When should we start preparing?
For most families, formal practice begins in the spring of Year 5. Earlier than that and children are usually not yet developmentally ready for timed papers; later than that and you're squeezing the substantive work into the summer holidays. Reading widely, doing mental arithmetic in everyday life, and playing word and logic games all count as preparation long before formal papers begin.
How many practice papers should we sit?
Far fewer than parents tend to think. A child who sits 15–20 papers thoughtfully — marking, reviewing, and acting on each one — almost always outperforms a child who sits 60 papers without time to digest mistakes. Quality of review beats quantity of papers.
What is the difference between GL Assessment and CEM?
GL Assessment papers tend to be subject-discrete (a Maths paper, an English paper, a reasoning paper) with a more predictable format and a published syllabus. CEM-style papers tend to be mixed-format and are designed to be harder to coach for, with vocabulary stretch as a hallmark. CEM as an exam product has been wound down in recent years, but several regions still use a CEM-derived format.
What is a scaled score?
A scaled score adjusts a child's raw score for two things: age (younger children in the year group receive a small uplift) and cohort difficulty (a slightly harder paper produces a slightly more generous conversion). Most regions publish a scaled score on a 69–141 scale and apply a pass mark within it. See our scaled scores explainer.
Should we hire a tutor?
There is no single right answer. A tutor can be invaluable for confidence, timing discipline and exposing children to a wider range of question styles. Equally, many children pass without one. If you do hire a tutor, look for someone who tutors small groups in your specific region rather than a national chain — regional knowledge matters.
What is the ideal practice cadence?
One full timed paper per fortnight, with the alternate fortnight spent on the two weakest topic groups exposed by the marked paper. This rhythm turns each paper into a diagnostic rather than a grade, which is what produces real improvement.
What if my child becomes anxious?
Stop. The 11+ is a single morning in a child's life and is not worth ongoing distress. Take a fortnight off, return to lower-stakes practice (puzzles rather than timed papers), and consider whether the target school is the right fit. A child's wellbeing always trumps a school place.
Are these papers the same as the live exam?
No paper outside an exam hall is the same as the live exam — but well-chosen practice papers reproduce the format, timing and topic mix faithfully enough that strong home performance is a reliable indicator. The papers we list have been chosen for that fidelity.

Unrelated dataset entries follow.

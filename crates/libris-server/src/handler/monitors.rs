//! Liveness endpoint.

use aide::axum::ApiRouter;
use aide::transform::TransformOperation;
use axum::http::StatusCode;

use crate::extract::Json;
use crate::handler::Result;
use crate::handler::response::MonitorStatus;
use crate::service::ServiceState;

/// Tracing target for monitor operations.
const TRACING_TARGET: &str = "libris_server::handler::monitors";

#[tracing::instrument(skip_all)]
async fn health_status() -> Result<(StatusCode, Json<MonitorStatus>)> {
    tracing::trace!(target: TRACING_TARGET, "health check");
    Ok((StatusCode::OK, Json(MonitorStatus::healthy())))
}

fn health_status_docs(op: TransformOperation) -> TransformOperation {
    op.summary("Health")
        .description("Reports that the process is serving requests.")
        .response::<200, Json<MonitorStatus>>()
}

/// Returns a [`Router`] with all related routes.
///
/// [`Router`]: axum::routing::Router
pub fn routes() -> ApiRouter<ServiceState> {
    use aide::axum::routing::*;

    ApiRouter::new()
        .api_route("/health", get_with(health_status, health_status_docs))
        .with_path_items(|item| item.tag("Monitors"))
}

#[cfg(test)]
mod tests {
    use serde_json::Value;

    use crate::handler::test::create_test_server;

    #[tokio::test]
    async fn health_reports_ok() -> anyhow::Result<()> {
        let (server, _) = create_test_server()?;

        let response = server.get("/health").await;
        response.assert_status_ok();

        let body = response.json::<Value>();
        assert_eq!(body["status"], "ok");
        assert_eq!(body["version"], env!("CARGO_PKG_VERSION"));
        Ok(())
    }
}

Can my child re-sit the 11+?
In most regions, no — you sit it once in September of Year 6. A small number of catchments and individual independent schools run later sittings or January sittings, but the standard route is one attempt.
Do private school entrance papers overlap with the 11+?
Partly. Independent school 11+ papers often draw on the same skill base (comprehension, mental arithmetic, reasoning) but tend to include longer-form written answers and more demanding vocabulary. Practising state grammar 11+ papers is a useful baseline, but supplement with school-specific past papers if you're targeting an independent.